Building a startup is a meticulous endeavor that requires both business planning and financial planning. According to Investopedia, startup costs cover a variety of business needs — from research fees to equipment expenses. And since most startup owners finance their budding business with their own savings, this can put a considerable dent in their wallet. Though what many aspiring entrepreneurs fail to consider is that personal expenses can significantly affect their plans. So, here are three ways your spending can affect your startup, with tips on working around them.
Your Credit Score Can Affect Your Business Loan Applications
Your creditworthiness is the measure of your reliability in paying back debts and other dues. Thus, a low credit score can cause a loan service provider to reject your application. This is more so the case for new startups, because without any prior financial data tied to your business, lenders only have your credit score to consider for their final decision.
If you currently have a low credit score, it’s best to increase it before applying for business loans. Luckily, an article by Petal about credit scores shares that certain financial practices can improve your score. For instance, you can schedule reminders to alert you when you should pay your credit card bills. Keep your balances as low as possible because this makes your credit score grow over time. Additionally, hold off on opening new credit accounts unless it’s necessary for your business. Because each time you apply for a new credit card, your provider will perform a credit check, and too many of these checks can cause your credit score to decrease. Essentially, the higher your credit score, the easier it will be for you to acquire a business loan, so take care of it!
Tax Mistakes Can Lead to Financial Problems for Your Business
Personal taxes can also get into the way of your startup plans. Keep up-to-date with your tax obligations, because failing to do so could result in a lien against your assets. Liens are legal claims on your properties, allowing them to be used as collateral to repay your debts. These are issued by the IRS and can apply to your land, home, and even your business.

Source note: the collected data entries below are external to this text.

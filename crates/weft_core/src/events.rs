//! Event dispatch and routing
//!
//! Events are delivered by re-running the controller. Handlers opt in by
//! event type; targeted events additionally carry a node identity and are
//! routed along a precomputed path of routing regions, pruning every
//! sibling subtree on the way.
//!
//! Aborting a traversal is cooperative: a shared flag that region guards,
//! handlers, and the data traversal's collector all observe. Handlers that
//! have already run keep their effects; nothing after the abort executes.

use std::any::{Any, TypeId};
use std::cell::{Cell, RefCell};
use std::rc::Rc;

use crate::context::{Context, DatalessContext};
use crate::cursor::{get_cached_data, get_data};

/// A node in the per-traversal routing tree.
#[derive(Default)]
pub struct RoutingRegion {
    pub(crate) parent: RefCell<Option<Rc<RoutingRegion>>>,
}

pub(crate) struct EventState {
    active_region: Option<Rc<RoutingRegion>>,
    /// Root-first path to the target region of a targeted dispatch.
    path: Vec<Rc<RoutingRegion>>,
    path_pos: usize,
}

/// The state of one event dispatch.
pub struct EventTraversal {
    event_type: TypeId,
    payload: RefCell<Option<Box<dyn Any>>>,
    targeted: bool,
    state: RefCell<EventState>,
    aborted: Rc<Cell<bool>>,
}

impl EventTraversal {
    pub(crate) fn new(
        event_type: TypeId,
        payload: Box<dyn Any>,
        targeted: bool,
        path: Vec<Rc<RoutingRegion>>,
        aborted: Rc<Cell<bool>>,
    ) -> Self {
        Self {
            event_type,
            payload: RefCell::new(Some(payload)),
            targeted,
            state: RefCell::new(EventState {
                active_region: None,
                path,
                path_pos: 0,
            }),
            aborted,
        }
    }

    pub(crate) fn into_payload(self) -> Box<dyn Any> {
        self.payload
            .into_inner()
            .expect("event payload present after dispatch")
    }

    /// Is the event being dispatched of type `E`?
    pub fn is<E: 'static>(&self) -> bool {
        self.event_type == TypeId::of::<E>()
    }

    /// Is this a targeted dispatch?
    pub fn targeted(&self) -> bool {
        self.targeted
    }

    /// Has the traversal been aborted?
    pub fn aborted(&self) -> bool {
        self.aborted.get()
    }

    pub(crate) fn request_abort(&self) {
        self.aborted.set(true);
    }

    /// The innermost routing region currently open.
    pub fn active_region(&self) -> Option<Rc<RoutingRegion>> {
        self.state.borrow().active_region.clone()
    }
}

/// The event type driving refresh passes.
pub struct RefreshEvent;

/// Is the current event a refresh?
pub fn is_refresh_event(ctx: &DatalessContext) -> bool {
    ctx.event().is::<RefreshEvent>()
}

/// Invoke `body` only during a refresh pass.
pub fn on_refresh<'a>(ctx: &mut Context<'a>, body: impl FnOnce(&mut DatalessContext<'a>)) {
    let event = ctx.event();
    if event.is::<RefreshEvent>() && !event.aborted() {
        body(ctx);
    }
}

/// Invoke `body` with the event payload if the current event is an `E`.
pub fn on_event<'a, E: 'static>(
    ctx: &mut Context<'a>,
    body: impl FnOnce(&mut DatalessContext<'a>, &mut E),
) {
    let event = ctx.event();
    if event.aborted() || !event.is::<E>() {
        return;
    }
    // Take the payload out for the duration of the handler; a nested
    // handler on the same traversal then simply sees no event.
    let Some(mut payload) = event.payload.borrow_mut().take() else {
        return;
    };
    {
        let typed = payload
            .downcast_mut::<E>()
            .expect("event payload matches its type discriminator");
        body(ctx, typed);
    }
    *event.payload.borrow_mut() = Some(payload);
}

/// The identity of one logical node, minted from the data graph.
///
/// Backed by cached data: a node that falls out of the active graph and
/// returns later gets a fresh identity, so stale targets can't alias it.
#[derive(Clone, Copy, Debug, Default, PartialEq, Eq, Hash, PartialOrd, Ord)]
pub struct NodeId(u64);

impl NodeId {
    pub const NONE: NodeId = NodeId(0);

    pub fn is_valid(self) -> bool {
        self.0 != 0
    }
}

#[derive(Default)]
struct NodeIdentity {
    id: u64,
}

/// The identity of the node at the current traversal position.
pub fn get_node_id(ctx: &mut Context) -> NodeId {
    let graph = ctx.data().graph().clone();
    let (slot, _) = get_cached_data::<NodeIdentity>(ctx);
    let mut identity = slot.borrow_mut();
    if identity.id == 0 {
        identity.id = graph.next_node_id();
    }
    NodeId(identity.id)
}

/// A node identity packaged with enough routing information to deliver an
/// event to it.
#[derive(Clone, Default)]
pub struct RoutableNodeId {
    pub id: NodeId,
    pub region: Option<Rc<RoutingRegion>>,
}

impl RoutableNodeId {
    pub fn null() -> Self {
        Self {
            id: NodeId::NONE,
            region: None,
        }
    }

    pub fn is_valid(&self) -> bool {
        self.id.is_valid()
    }
}

/// Package the node identity with the active routing region.
pub fn make_routable_node_id(ctx: &mut Context, id: NodeId) -> RoutableNodeId {
    RoutableNodeId {
        id,
        region: ctx.event().active_region(),
    }
}

/// Events that can be delivered to a single node.
pub trait TargetedEvent: 'static {
    fn target(&self) -> NodeId;
    fn set_target(&mut self, target: NodeId);
}

/// Invoke `body` if the current event is an `E` targeted at `node`, then
/// abort the traversal (the event has found its destination).
pub fn on_targeted_event<'a, E: TargetedEvent>(
    ctx: &mut Context<'a>,
    node: NodeId,
    body: impl FnOnce(&mut DatalessContext<'a>, &mut E),
) {
    let event = ctx.event();
    if event.aborted() || !event.is::<E>() {
        return;
    }
    let Some(mut payload) = event.payload.borrow_mut().take() else {
        return;
    };
    let mut fired = false;
    {
        let typed = payload
            .downcast_mut::<E>()
            .expect("event payload matches its type discriminator");
        if typed.target() == node {
            body(ctx, typed);
            fired = true;
        }
    }
    *event.payload.borrow_mut() = Some(payload);
    if fired {
        abort_traversal(ctx);
    }
}

/// Unwind the rest of this traversal.
///
/// Handlers and region guards downstream observe the flag and skip. The
/// data traversal shares the flag: its scope guards stop collecting, so
/// in-flight named-block references are parked for the next complete
/// refresh instead of being reaped.
pub fn abort_traversal(ctx: &mut DatalessContext) {
    tracing::trace!("traversal aborted");
    ctx.event().request_abort();
}

#[derive(Default)]
struct RegionSlot {
    region: Option<Rc<RoutingRegion>>,
}

struct RegionScope<'a> {
    event: &'a EventTraversal,
    parent: Option<Rc<RoutingRegion>>,
}

impl Drop for RegionScope<'_> {
    fn drop(&mut self) {
        self.event.state.borrow_mut().active_region = self.parent.take();
    }
}

/// Open a routing region around `body`.
///
/// The `relevant` flag passed to the body says whether this region's
/// children should execute: always true for untargeted dispatch, and true
/// for targeted dispatch only while the region lies on the path to the
/// target. Callers skip the subtree when it is false.
///
/// The body runs inside the region's own data block, so a pruned region's
/// skipped data requests cannot shift the slots of its siblings.
pub fn region<'a, R>(
    ctx: &mut Context<'a>,
    body: impl FnOnce(&mut Context<'a>, bool) -> R,
) -> R {
    let (slot, _) = get_data::<RegionSlot>(ctx);
    let current = {
        let mut inner = slot.borrow_mut();
        inner
            .region
            .get_or_insert_with(|| Rc::new(RoutingRegion::default()))
            .clone()
    };
    let (block, _) = get_data::<crate::graph::DataBlock>(ctx);

    let event = ctx.event();
    let (parent, relevant) = {
        let mut state = event.state.borrow_mut();
        let parent = std::mem::replace(&mut state.active_region, Some(current.clone()));
        let relevant = if event.targeted() {
            let on_path = state.path_pos < state.path.len()
                && Rc::ptr_eq(&state.path[state.path_pos], &current);
            if on_path {
                state.path_pos += 1;
            }
            on_path
        } else {
            true
        };
        (parent, relevant)
    };
    *current.parent.borrow_mut() = parent.clone();

    let _scope = RegionScope { event, parent };
    let relevant = relevant && !event.aborted();
    crate::cursor::enter_block(ctx, block.cell(), |ctx| body(ctx, relevant))
}

#[cfg(test)]
mod tests {
    use super::*;

    #[test]
    fn test_traversal_type_discrimination() {
        struct Click;
        let traversal = EventTraversal::new(
            TypeId::of::<Click>(),
            Box::new(Click),
            false,
            Vec::new(),
            Rc::new(Cell::new(false)),
        );
        assert!(traversal.is::<Click>());
        assert!(!traversal.is::<RefreshEvent>());
        assert!(!traversal.targeted());
        assert!(!traversal.aborted());
    }

    #[test]
    fn test_node_id_validity() {
        assert!(!NodeId::NONE.is_valid());
        assert!(!RoutableNodeId::null().is_valid());
    }
}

To avoid any tax mistakes in the future, you should either educate yourself on taxation laws or get help from a tax accountant. The Houston Chronicle explains that these professional accountants can assist with tax return preparation and tax planning, while ensuring that their client minimizes income tax. Tax accountants extend their services to both individuals and business entities, so you can hire one to help with both personal and business taxes.
Your Current Financial Situation Can Affect Potential Partnerships
Depending on your industry and niche, you may need to connect with third-party organizations, such as vendors or suppliers, to assist with internal operations. In many cases, the external organization will examine your financial standing before deciding to partner with you. They can, for instance, check on your credit score or your personal debts. If they don’t find your financial history satisfactory, they may opt not to push through with the partnership.
The best way to remedy this is to remain on top of your personal finances. Of course, this is easier said than done, but with a few digital tools and some perseverance, you can keep an accurate record of your expenses. Our feature on ‘3 Reasons Why Dealing with Startups Might Be Preferable’ also recommends partnering with other startups. Local startups tend to offer quality services for less, compared to big corporations. They may also provide unique features that could give your own business a competitive edge. So, it’s always worth scouting through other startups in your area or industry.
It’s clear that personal finances play a central role in your startup’s growth, so consider that when starting your journey as an entrepreneur. However, this is not an excuse to mix personal needs and startup obligations. The US Small Business Administration emphasizes that business owners should draw a clear line between their personal and business finances. This is so that entrepreneurs can easily manage their assets and create a clear budget for their business endeavors.